++++ Material to process ++++

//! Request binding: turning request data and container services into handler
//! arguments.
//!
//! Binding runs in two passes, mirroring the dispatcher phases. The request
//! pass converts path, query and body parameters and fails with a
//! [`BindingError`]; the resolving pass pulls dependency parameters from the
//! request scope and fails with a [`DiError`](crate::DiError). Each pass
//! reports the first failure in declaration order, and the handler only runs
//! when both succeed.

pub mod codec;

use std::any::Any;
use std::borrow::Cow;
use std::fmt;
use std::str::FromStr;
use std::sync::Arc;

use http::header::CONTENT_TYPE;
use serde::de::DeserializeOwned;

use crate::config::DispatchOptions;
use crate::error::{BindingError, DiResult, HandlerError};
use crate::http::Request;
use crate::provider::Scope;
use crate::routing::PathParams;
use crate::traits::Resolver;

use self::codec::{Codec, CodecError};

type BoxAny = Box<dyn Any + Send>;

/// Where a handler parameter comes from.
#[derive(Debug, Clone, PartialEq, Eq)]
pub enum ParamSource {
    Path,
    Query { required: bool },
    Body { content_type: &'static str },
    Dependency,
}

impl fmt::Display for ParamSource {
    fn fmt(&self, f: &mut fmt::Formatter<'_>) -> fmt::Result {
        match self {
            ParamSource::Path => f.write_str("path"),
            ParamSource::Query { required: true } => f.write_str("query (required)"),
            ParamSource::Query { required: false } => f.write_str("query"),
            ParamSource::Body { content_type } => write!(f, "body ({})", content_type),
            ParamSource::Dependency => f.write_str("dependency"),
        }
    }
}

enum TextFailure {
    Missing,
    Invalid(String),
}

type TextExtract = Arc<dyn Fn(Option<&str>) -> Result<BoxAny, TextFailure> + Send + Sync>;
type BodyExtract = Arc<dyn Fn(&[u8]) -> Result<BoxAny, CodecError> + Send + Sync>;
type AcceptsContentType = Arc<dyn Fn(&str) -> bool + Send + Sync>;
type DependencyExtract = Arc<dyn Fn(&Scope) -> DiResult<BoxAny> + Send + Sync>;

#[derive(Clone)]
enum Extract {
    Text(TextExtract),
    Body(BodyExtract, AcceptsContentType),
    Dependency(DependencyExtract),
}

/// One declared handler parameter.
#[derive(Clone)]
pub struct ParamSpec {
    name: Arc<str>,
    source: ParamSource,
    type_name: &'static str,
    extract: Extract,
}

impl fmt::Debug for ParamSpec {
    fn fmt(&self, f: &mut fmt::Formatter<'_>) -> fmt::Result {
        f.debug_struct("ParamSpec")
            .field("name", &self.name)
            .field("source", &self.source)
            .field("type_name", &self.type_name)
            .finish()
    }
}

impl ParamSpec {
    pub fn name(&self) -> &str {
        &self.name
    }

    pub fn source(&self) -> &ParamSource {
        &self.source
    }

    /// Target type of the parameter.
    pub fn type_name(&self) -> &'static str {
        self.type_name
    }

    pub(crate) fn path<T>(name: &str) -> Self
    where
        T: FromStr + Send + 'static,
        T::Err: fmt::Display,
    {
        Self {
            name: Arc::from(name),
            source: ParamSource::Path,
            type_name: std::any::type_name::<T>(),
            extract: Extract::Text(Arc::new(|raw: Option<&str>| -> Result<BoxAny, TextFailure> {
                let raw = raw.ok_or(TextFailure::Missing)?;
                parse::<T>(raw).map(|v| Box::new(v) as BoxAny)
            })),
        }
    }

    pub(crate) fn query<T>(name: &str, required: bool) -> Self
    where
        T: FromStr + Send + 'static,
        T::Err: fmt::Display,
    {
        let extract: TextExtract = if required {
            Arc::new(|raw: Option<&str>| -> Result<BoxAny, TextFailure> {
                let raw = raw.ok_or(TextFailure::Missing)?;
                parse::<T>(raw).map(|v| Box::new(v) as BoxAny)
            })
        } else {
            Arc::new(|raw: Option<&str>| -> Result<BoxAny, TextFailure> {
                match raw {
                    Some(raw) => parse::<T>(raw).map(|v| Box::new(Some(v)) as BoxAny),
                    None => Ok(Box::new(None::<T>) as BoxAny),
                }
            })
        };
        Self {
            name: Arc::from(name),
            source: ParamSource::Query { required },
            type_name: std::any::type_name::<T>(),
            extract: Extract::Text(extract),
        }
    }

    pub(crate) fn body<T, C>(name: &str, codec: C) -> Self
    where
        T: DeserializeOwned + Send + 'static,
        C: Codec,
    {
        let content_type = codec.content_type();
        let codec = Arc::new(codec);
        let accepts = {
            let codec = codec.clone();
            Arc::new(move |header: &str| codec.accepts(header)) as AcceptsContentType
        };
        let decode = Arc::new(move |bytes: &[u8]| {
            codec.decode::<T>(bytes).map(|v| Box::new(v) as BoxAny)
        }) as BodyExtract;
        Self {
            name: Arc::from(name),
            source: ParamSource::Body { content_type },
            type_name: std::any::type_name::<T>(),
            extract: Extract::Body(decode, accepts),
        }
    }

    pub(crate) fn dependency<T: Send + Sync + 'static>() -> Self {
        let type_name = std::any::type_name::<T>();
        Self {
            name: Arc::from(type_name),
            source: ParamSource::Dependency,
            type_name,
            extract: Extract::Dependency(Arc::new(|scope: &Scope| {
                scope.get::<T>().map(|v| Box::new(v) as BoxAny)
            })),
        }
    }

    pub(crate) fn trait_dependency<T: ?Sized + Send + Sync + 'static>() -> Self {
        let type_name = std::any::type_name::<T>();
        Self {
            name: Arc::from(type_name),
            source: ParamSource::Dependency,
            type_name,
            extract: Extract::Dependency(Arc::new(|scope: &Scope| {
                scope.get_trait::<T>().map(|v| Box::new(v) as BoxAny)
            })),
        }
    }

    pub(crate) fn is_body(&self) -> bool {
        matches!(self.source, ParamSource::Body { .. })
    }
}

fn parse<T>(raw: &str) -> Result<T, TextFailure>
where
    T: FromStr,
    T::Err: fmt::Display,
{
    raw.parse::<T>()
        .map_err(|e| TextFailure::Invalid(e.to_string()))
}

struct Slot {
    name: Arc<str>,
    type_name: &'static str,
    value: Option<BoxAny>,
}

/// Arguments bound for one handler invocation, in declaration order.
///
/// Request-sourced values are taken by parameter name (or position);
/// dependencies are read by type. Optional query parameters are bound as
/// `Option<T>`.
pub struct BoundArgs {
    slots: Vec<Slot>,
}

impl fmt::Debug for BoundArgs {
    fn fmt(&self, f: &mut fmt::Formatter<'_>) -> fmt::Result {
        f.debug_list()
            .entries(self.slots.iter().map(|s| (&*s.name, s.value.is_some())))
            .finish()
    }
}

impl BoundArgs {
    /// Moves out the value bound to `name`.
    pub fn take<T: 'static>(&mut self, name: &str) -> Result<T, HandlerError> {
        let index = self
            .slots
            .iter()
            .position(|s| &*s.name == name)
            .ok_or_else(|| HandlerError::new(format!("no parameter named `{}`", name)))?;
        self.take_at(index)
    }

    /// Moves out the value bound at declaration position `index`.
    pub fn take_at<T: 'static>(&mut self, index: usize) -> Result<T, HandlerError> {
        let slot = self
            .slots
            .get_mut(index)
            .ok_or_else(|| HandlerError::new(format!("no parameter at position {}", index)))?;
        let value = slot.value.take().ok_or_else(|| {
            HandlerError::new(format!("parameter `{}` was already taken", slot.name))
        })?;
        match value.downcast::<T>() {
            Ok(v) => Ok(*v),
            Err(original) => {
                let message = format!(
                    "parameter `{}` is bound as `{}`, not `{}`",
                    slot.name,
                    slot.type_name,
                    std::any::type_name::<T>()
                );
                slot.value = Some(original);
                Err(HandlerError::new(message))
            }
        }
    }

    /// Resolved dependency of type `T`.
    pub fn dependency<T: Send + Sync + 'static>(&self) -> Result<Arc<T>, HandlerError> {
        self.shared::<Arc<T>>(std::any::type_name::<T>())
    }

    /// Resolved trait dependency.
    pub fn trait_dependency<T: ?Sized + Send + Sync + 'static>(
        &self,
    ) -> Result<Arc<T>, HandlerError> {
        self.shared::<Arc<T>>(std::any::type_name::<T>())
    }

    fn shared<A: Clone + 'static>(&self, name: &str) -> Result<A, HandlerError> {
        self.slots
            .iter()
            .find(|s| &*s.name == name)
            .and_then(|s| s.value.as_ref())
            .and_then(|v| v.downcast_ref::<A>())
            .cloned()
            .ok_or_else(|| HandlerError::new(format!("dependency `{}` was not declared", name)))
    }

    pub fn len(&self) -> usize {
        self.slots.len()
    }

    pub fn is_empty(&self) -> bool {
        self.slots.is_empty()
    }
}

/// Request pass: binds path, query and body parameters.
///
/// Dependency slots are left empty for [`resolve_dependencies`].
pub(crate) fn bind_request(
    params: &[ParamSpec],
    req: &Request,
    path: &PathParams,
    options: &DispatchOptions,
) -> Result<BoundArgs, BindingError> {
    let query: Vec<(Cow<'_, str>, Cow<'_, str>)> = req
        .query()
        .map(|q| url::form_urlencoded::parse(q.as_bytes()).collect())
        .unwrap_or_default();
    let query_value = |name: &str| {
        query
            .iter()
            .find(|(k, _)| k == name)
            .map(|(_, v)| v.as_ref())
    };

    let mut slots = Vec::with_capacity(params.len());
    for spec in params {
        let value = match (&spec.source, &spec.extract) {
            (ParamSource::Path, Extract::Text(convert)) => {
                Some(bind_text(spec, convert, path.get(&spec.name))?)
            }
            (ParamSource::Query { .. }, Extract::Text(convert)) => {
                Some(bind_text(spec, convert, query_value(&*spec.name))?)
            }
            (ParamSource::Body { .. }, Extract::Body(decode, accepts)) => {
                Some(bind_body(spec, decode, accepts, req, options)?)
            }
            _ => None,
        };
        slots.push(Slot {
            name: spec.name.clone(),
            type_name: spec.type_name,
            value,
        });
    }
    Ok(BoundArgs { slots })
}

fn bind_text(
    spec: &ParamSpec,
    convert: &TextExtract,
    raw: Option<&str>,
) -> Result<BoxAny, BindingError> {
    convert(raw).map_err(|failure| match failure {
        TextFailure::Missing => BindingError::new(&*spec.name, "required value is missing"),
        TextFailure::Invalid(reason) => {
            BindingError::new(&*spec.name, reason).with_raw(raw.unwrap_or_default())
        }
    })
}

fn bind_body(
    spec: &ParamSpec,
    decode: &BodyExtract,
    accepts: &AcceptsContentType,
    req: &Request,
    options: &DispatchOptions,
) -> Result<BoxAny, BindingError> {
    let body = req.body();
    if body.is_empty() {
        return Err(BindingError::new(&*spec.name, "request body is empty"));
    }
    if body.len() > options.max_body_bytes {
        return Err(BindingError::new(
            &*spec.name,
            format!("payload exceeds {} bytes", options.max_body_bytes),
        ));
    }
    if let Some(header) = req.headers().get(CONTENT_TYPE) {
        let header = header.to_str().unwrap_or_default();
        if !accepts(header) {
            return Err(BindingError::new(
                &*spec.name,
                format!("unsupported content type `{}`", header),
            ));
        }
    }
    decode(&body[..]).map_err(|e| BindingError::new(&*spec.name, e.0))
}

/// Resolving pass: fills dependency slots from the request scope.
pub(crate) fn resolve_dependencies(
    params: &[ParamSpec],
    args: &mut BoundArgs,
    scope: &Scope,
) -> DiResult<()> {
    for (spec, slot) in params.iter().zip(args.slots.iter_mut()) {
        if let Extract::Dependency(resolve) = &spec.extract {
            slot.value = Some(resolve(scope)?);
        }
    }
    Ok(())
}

++++

* **Task requirements**
Nothing but the lines from the first line of the data through the line with "impl fmt::Display for" should be returned, exactly as they appear, both ends included.

* **Answer to the exercise**
//! Request binding: turning request data and container services into handler
//! arguments.
//!
//! Binding runs in two passes, mirroring the dispatcher phases. The request
//! pass converts path, query and body parameters and fails with a
//! [`BindingError`]; the resolving pass pulls dependency parameters from the
//! request scope and fails with a [`DiError`](crate::DiError). Each pass
//! reports the first failure in declaration order, and the handler only runs
//! when both succeed.

pub mod codec;

use std::any::Any;
use std::borrow::Cow;
use std::fmt;
use std::str::FromStr;
use std::sync::Arc;

use http::header::CONTENT_TYPE;
use serde::de::DeserializeOwned;

use crate::config::DispatchOptions;
use crate::error::{BindingError, DiResult, HandlerError};
use crate::http::Request;
use crate::provider::Scope;
use crate::routing::PathParams;
use crate::traits::Resolver;

use self::codec::{Codec, CodecError};

type BoxAny = Box<dyn Any + Send>;

/// Where a handler parameter comes from.
#[derive(Debug, Clone, PartialEq, Eq)]
pub enum ParamSource {
    Path,
    Query { required: bool },
    Body { content_type: &'static str },
    Dependency,
}

impl fmt::Display for ParamSource {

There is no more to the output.